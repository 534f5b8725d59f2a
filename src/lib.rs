//! HALO: Handle-Addressed Label Overlay
//!
//! The session layer between a plaintext inside interface and a
//! label-switched encrypted mesh. For every remote peer, identified by
//! an fc-prefixed address derived from its public key, the manager owns
//! a CryptoAuth session and a pair of 32-bit handles used to
//! demultiplex packets without re-parsing identity, buffers outbound
//! traffic until the pathfinder resolves a route, and rewrites headers
//! between the inside and switch packet forms.

pub mod config;
pub mod crypto;
pub mod iface;
pub mod identity;
pub mod manager;
pub mod packet;
pub mod wire;

// Re-export configuration types
pub use config::{Config, ConfigError, SessionConfig};

// Re-export CryptoAuth types
pub use crypto::{CaFrame, CaSession, CaState, CryptoError};

// Re-export interface plumbing
pub use iface::{event_channel, packet_channel, EventRx, EventTx, PacketRx, PacketTx};

// Re-export identity types
pub use identity::{Identity, IdentityError, OverlayAddress};

// Re-export session manager types
pub use manager::{BufferedMessages, Session, SessionManager, SessionTable, TableError};

// Re-export packet buffer types
pub use packet::{Packet, PacketError};

// Re-export wire types
pub use wire::{
    CoreEvent, CoreMsg, NodeRecord, PathfinderEvent, PathfinderMsg, RouteHeader, SwitchHeader,
    WireError,
};
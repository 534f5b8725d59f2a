//! 128-bit overlay address with IPv6-compatible format.

use std::fmt;
use std::net::Ipv6Addr;

use super::{sha256, IdentityError, ADDRESS_PREFIX, PUBLIC_KEY_SIZE};

/// 128-bit overlay address in the IPv6 `fc00::/8` range.
///
/// The address is the first 16 bytes of `sha256(sha256(public_key))` and
/// is only valid when the leading byte is `0xfc`. Roughly one key in 256
/// derives a valid address; `Identity::generate` grinds for one. The
/// format lets applications designed for IP transports address overlay
/// peers directly.
#[derive(Clone, Copy, PartialEq, Eq, Hash)]
pub struct OverlayAddress([u8; 16]);

impl OverlayAddress {
    /// Create an OverlayAddress from a 16-byte array.
    pub fn from_bytes(bytes: [u8; 16]) -> Result<Self, IdentityError> {
        if bytes[0] != ADDRESS_PREFIX {
            return Err(IdentityError::InvalidAddressPrefix(bytes[0]));
        }
        Ok(Self(bytes))
    }

    /// Create an OverlayAddress from a slice.
    pub fn from_slice(slice: &[u8]) -> Result<Self, IdentityError> {
        if slice.len() != 16 {
            return Err(IdentityError::InvalidAddressLength(slice.len()));
        }
        let mut bytes = [0u8; 16];
        bytes.copy_from_slice(slice);
        Self::from_bytes(bytes)
    }

    /// Derive the address for a serialized x-only public key.
    ///
    /// Returns `None` when the key does not hash into `fc00::/8`; such
    /// keys have no overlay address and handshakes carrying them are
    /// dropped.
    pub fn for_public_key(public_key: &[u8; PUBLIC_KEY_SIZE]) -> Option<Self> {
        let digest = sha256(&sha256(public_key));
        if digest[0] != ADDRESS_PREFIX {
            return None;
        }
        let mut bytes = [0u8; 16];
        bytes.copy_from_slice(&digest[..16]);
        Some(Self(bytes))
    }

    /// Return the raw bytes.
    pub fn as_bytes(&self) -> &[u8; 16] {
        &self.0
    }

    /// Convert to std::net::Ipv6Addr.
    pub fn to_ipv6(&self) -> Ipv6Addr {
        Ipv6Addr::from(self.0)
    }
}

impl From<OverlayAddress> for Ipv6Addr {
    fn from(addr: OverlayAddress) -> Self {
        Ipv6Addr::from(addr.0)
    }
}

impl fmt::Debug for OverlayAddress {
    fn fmt(&self, f: &mut fmt::Formatter<'_>) -> fmt::Result {
        write!(f, "OverlayAddress({})", self.to_ipv6())
    }
}

impl fmt::Display for OverlayAddress {
    fn fmt(&self, f: &mut fmt::Formatter<'_>) -> fmt::Result {
        write!(f, "{}", self.to_ipv6())
    }
}
use halo::{event_channel, packet_channel, Config, Identity, SessionManager};

fn main() {
    tracing_subscriber::fmt()
        .with_env_filter(
            tracing_subscriber::EnvFilter::try_from_default_env()
                .unwrap_or_else(|_| tracing_subscriber::EnvFilter::new("info")),
        )
        .init();

    println!("HALO Session Manager");
    println!("====================\n");

    println!("1. Loading configuration...");
    let (config, loaded_path) = match Config::load() {
        Ok(result) => result,
        Err(e) => {
            eprintln!("   error loading config: {}", e);
            std::process::exit(1);
        }
    };
    match &loaded_path {
        Some(path) => println!("   loaded {}", path.display()),
        None => println!("   no halo.yaml found, using defaults"),
    }
    println!("   max buffered messages: {}", config.session.max_buffered_messages);

    println!("\n2. Generating identity...");
    let identity = Identity::generate();
    println!("   public key: {}", hex::encode(identity.public_key_bytes()));
    println!("   address:    {}", identity.address());

    println!("\n3. Assembling session manager...");
    let (inside_tx, _inside_rx) = packet_channel();
    let (switch_tx, _switch_rx) = packet_channel();
    let (event_tx, _event_rx) = event_channel();
    let manager = SessionManager::new(identity, &config.session, inside_tx, switch_tx, event_tx);
    println!("   first handle: {}", manager.first_handle());

    println!("\nReady. Wire the inside, switch and event interfaces and");
    println!("drive `SessionManager::run` to bring the node up.");
}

○ ○ ○ ○

Filter the listing above so that only lines holding the word "first" remain, and report those lines.

▶ ANSWER TO THIS TASK:
/// The address is the first 16 bytes of `sha256(sha256(public_key))` and
    println!("   first handle: {}", manager.first_handle());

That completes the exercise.